WORK INSTRUCTIONS: All lines in the material below that hold "Clone" should be found and copied.

MATERIAL SHOWN:
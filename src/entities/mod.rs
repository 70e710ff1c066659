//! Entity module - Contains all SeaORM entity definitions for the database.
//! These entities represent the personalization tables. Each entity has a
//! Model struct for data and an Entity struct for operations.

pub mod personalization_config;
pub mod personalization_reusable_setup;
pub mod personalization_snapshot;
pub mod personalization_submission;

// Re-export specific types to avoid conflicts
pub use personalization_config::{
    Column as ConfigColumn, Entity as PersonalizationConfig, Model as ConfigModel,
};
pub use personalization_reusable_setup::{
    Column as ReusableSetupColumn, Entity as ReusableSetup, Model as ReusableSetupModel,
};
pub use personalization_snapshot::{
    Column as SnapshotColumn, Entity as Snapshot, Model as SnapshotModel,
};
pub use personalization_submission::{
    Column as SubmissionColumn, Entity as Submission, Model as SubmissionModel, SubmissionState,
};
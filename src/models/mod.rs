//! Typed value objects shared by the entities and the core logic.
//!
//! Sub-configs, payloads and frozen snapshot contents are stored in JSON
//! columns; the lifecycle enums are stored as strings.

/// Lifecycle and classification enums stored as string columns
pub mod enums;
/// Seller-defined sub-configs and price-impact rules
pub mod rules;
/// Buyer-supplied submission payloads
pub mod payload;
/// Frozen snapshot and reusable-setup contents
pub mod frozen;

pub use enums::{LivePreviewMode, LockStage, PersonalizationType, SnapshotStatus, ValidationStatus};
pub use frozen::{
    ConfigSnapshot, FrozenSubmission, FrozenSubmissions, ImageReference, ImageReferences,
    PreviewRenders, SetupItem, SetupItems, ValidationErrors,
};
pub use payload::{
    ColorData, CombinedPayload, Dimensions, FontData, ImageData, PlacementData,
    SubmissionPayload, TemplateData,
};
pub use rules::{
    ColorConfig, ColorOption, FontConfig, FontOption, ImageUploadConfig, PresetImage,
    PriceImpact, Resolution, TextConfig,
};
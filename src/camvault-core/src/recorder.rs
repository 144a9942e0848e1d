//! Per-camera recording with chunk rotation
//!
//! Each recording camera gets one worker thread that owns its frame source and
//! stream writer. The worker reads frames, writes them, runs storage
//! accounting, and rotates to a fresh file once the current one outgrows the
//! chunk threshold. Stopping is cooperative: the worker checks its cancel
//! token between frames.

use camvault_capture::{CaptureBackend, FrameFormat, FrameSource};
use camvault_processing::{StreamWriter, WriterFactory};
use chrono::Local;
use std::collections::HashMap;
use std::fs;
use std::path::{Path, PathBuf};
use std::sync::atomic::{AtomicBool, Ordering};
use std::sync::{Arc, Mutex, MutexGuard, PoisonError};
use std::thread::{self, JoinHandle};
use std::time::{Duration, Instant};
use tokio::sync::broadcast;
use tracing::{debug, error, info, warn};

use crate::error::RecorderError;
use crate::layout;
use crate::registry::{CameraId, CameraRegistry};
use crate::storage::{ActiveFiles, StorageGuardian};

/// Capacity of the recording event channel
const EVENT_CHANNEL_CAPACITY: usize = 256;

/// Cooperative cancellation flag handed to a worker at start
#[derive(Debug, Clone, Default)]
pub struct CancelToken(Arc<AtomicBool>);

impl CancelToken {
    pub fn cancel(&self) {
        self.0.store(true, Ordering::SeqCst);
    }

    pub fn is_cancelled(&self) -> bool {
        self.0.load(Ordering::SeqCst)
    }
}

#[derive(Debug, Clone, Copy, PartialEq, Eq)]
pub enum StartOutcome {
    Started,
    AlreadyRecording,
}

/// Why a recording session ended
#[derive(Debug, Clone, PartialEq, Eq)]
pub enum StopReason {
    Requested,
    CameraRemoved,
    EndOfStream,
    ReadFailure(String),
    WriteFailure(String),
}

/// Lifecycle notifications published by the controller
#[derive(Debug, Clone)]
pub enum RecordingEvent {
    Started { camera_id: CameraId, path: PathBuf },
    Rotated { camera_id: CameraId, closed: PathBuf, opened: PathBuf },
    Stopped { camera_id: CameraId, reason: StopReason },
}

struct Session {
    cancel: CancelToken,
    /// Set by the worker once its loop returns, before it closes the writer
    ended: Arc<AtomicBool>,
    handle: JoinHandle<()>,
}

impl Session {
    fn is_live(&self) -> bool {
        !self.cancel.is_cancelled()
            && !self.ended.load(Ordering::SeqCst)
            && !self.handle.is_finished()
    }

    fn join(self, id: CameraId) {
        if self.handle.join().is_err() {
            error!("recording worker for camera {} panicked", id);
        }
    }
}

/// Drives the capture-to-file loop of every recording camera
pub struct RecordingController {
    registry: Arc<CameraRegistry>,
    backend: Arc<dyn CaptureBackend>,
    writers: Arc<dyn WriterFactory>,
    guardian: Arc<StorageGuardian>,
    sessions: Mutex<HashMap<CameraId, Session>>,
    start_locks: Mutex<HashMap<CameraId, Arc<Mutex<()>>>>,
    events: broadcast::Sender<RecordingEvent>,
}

SOLUTION:
#[derive(Debug, Clone, Default)]
#[derive(Debug, Clone, Copy, PartialEq, Eq)]
#[derive(Debug, Clone, PartialEq, Eq)]
#[derive(Debug, Clone)]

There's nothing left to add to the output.